Roma, Pd: non c'è piano recupero Bastogi

Sis

Roma, 16 ott. (askanews) - "Non c'è nessun progetto di riqualificazione per il complesso ex Bastogi. Dopo mesi di annunci in pompa magna, con tanto di diffusione sul sito istituzionale di Roma Capitale, dopo le dichiarazioni della sindaca sull'imminente attuazione del programma di recupero dello storico quartiere popolare, oggi nel corso della Commissione Trasparenza, sollecitata anche dal comitato Bastogi a colori, abbiamo avuto la certezza che non esiste alcun progetto di rigenerazione urbana per Bastogi. La proposta di delibera di Piano di valorizzazione del patrimonio immobiliare, predisposta dagli uffici e sottoposta all'approvazione dell'Assemblea capitolina, cita testualmente che 'in considerazione dello stato di occupazione degli immobili e alle caratteristiche dimensionali e urbanistiche', si consiglia di rinviare la riqualificazione di Bastogi 'ad appositi procedimenti dedicati'". Lo dichiarano, in una nota, il presidente della commissione Trasparenza Marco Palumbo e il responsabile politiche della casa del Pd Roma Yuri Trombetti. "Come ci conferma il dipartimento Simu in una lettera indirizzata alla commissione Trasparenza - continua - non esiste 'all'attualità alcun intervento sul complesso in oggetto'. Cade così ogni dubbio e ogni speranza per i residenti di Bastogi che attendono da anni che venga effettuata quantomeno la manutenzione ordinaria degli alloggi e che, si sono illusi per mesi, che gli annunci della sindaca sull'avveniristico progetto di recupero urbano fosse davvero realizzabili.

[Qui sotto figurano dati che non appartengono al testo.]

//! WebSocket Message Types
//!
//! Defines all message types for WebSocket communication between
//! viewers (dashboards) and the sensorhub server.

use serde::{Deserialize, Serialize};

use crate::store::LatestSnapshot;

/// Messages sent from client to server
#[derive(Debug, Clone, Deserialize)]
#[serde(tag = "type", rename_all = "snake_case")]
pub enum ClientMessage {
    /// Ping for keepalive
    Ping,
}

/// Messages sent from server to client
#[derive(Debug, Clone, Serialize, Deserialize, PartialEq)]
#[serde(tag = "type", rename_all = "snake_case")]
pub enum ServerMessage {
    /// Initial snapshot, always the first message on a connection
    Hello {
        /// Store state at the moment the connection joined
        latest: LatestSnapshot,
    },
    /// A broker message was applied to the store
    Telemetry {
        /// Broker topic the message arrived on
        topic: String,
        /// Payload as received (trimmed)
        payload: String,
        /// Snapshot right after applying this message
        latest: LatestSnapshot,
    },
    /// Pong response to ping
    Pong,
    /// Error message
    Error {
        /// Error description
        message: String,
    },
}

impl ServerMessage {
    pub fn hello(latest: LatestSnapshot) -> Self {
        ServerMessage::Hello { latest }
    }

    pub fn telemetry(
        topic: impl Into<String>,
        payload: impl Into<String>,
        latest: LatestSnapshot,
    ) -> Self {
        ServerMessage::Telemetry {
            topic: topic.into(),
            payload: payload.into(),
            latest,
        }
    }
}

#[cfg(test)]
mod tests {
    use super::*;
    use crate::store::MetricSample;

    #[test]
    fn test_client_message_deserialize_ping() {
        let json = r#"{"type": "ping"}"#;
        let msg: ClientMessage = serde_json::from_str(json).unwrap();
        assert!(matches!(msg, ClientMessage::Ping));
    }

    #[test]
    fn test_client_message_rejects_unknown() {
        let json = r#"{"type": "subscribe", "topics": ["t"]}"#;
        assert!(serde_json::from_str::<ClientMessage>(json).is_err());
    }

    #[test]
    fn test_server_message_serialize_hello() {
        let msg = ServerMessage::hello(LatestSnapshot::default());
        let json = serde_json::to_value(&msg).unwrap();
        assert_eq!(
            json,
            serde_json::json!({
                "type": "hello",
                "latest": {"t": null, "h": null, "p": null, "s": null}
            })
        );
    }

    #[test]
    fn test_server_message_serialize_telemetry() {
        let latest = LatestSnapshot {
            temperature: Some(MetricSample::new(1699000000000, 21.5)),
            ..Default::default()
        };
        let msg = ServerMessage::telemetry("/TEF/device001/attrs/t", "21.5", latest);
        let json = serde_json::to_value(&msg).unwrap();

        assert_eq!(json["type"], "telemetry");
        assert_eq!(json["topic"], "/TEF/device001/attrs/t");
        assert_eq!(json["payload"], "21.5");
        assert_eq!(json["latest"]["t"]["ts"], 1699000000000i64);
        assert_eq!(json["latest"]["t"]["value"], 21.5);
    }

    #[test]
    fn test_server_message_serialize_pong() {
        let json = serde_json::to_string(&ServerMessage::Pong).unwrap();
        assert_eq!(json, r#"{"type":"pong"}"#);
    }
}
impl SessionIdentity {
    pub fn new(stores: Vec<Box<dyn SessionStore>>) -> Self {
        Self {
            stores,
            cached: Mutex::new(None),
        }
    }

    /// Build the store list for the configured profile.
    pub fn from_config(config: &SessionConfig) -> Result<Self, StorageError> {
        let mut stores: Vec<Box<dyn SessionStore>> = Vec::new();
        if let Some(lifetime) = config.profile.cookie_lifetime() {
            stores.push(Box::new(CookieJarStore::new(
                expand_path(&config.cookie_path)?,
                lifetime,
            )));
        }
        stores.push(Box::new(LocalStore::new(expand_path(
            &config.local_store_path,
        )?)));
        Ok(Self::new(stores))
    }

    /// Return the identifier, creating and persisting one on first use.
    ///
    /// Never fails: unreadable or unwritable stores are logged and skipped.
    pub fn get_or_create(&self) -> String {
        let mut cached = lock(&self.cached);
        if let Some(id) = cached.as_ref() {
            return id.clone();
        }

        let id = match self.find() {
            Some((id, found_at)) => {
                for (i, store) in self.stores.iter().enumerate() {
                    if i != found_at {
                        self.backfill(store.as_ref(), &id);
                    }
                }
                id
            }
            None => {
                let id = generate_session_id();
                tracing::info!(session_id = %id, "Created new session identifier");
                for store in &self.stores {
                    if let Err(e) = store.save(&id) {
                        tracing::warn!(store = store.name(), error = %e, "Failed to persist session id");
                    }
                }
                id
            }
        };

        *cached = Some(id.clone());
        id
    }

    /// Read the identifier without creating one.
    pub fn current(&self) -> Option<String> {
        if let Some(id) = lock(&self.cached).as_ref() {
            return Some(id.clone());
        }
        self.find().map(|(id, _)| id)
    }

    /// Forget the identifier everywhere; the next call synthesizes a new one.
    pub fn reset(&self) -> Result<(), StorageError> {
        *lock(&self.cached) = None;
        let mut first_err = None;
        for store in &self.stores {
            if let Err(e) = store.clear() {
                tracing::warn!(store = store.name(), error = %e, "Failed to clear session id");
                first_err.get_or_insert(e);
            }
        }
        match first_err {
            Some(e) => Err(e),
            None => Ok(()),
        }
    }

    pub fn store_names(&self) -> Vec<&str> {
        self.stores.iter().map(|s| s.name()).collect()
    }

    fn find(&self) -> Option<(String, usize)> {
        self.stores.iter().enumerate().find_map(|(i, store)| match store.load() {
            Ok(Some(id)) => {
                tracing::debug!(store = store.name(), "Found existing session id");
                Some((id, i))
            }
            Ok(None) => None,
            Err(e) => {
                tracing::warn!(store = store.name(), error = %e, "Failed to read session id");
                None
            }
        })
    }

    fn backfill(&self, store: &dyn SessionStore, id: &str) {
        match store.load() {
            Ok(Some(existing)) if existing == id => {}
            _ => {
                if let Err(e) = store.save(id) {
                    tracing::warn!(store = store.name(), error = %e, "Failed to backfill session id");
                } else {
                    tracing::debug!(store = store.name(), "Backfilled session id");
                }
            }
        }
    }
}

Nulla di tutto questo. Al momento non c'è uno straccio di progetto di riqualificazione di quest'area". Il complesso, denunciano ancora "è dunque destinato a restare terra di nessuno con i suoi numerosi problemi sia di degrado urbano sia di irregolarità, visto che la maggior parte dei residenti vive nel complesso da anni senza regolare contratto di affitto. Ecco la politica della Giunta Raggi: dispensare annunci funzionali alla campagna elettorale per illudere i residenti e fargli scoprire, mesi dopo, che si è parlato di aria fritta e di ingannevoli promesse. Vergogna!", concludono.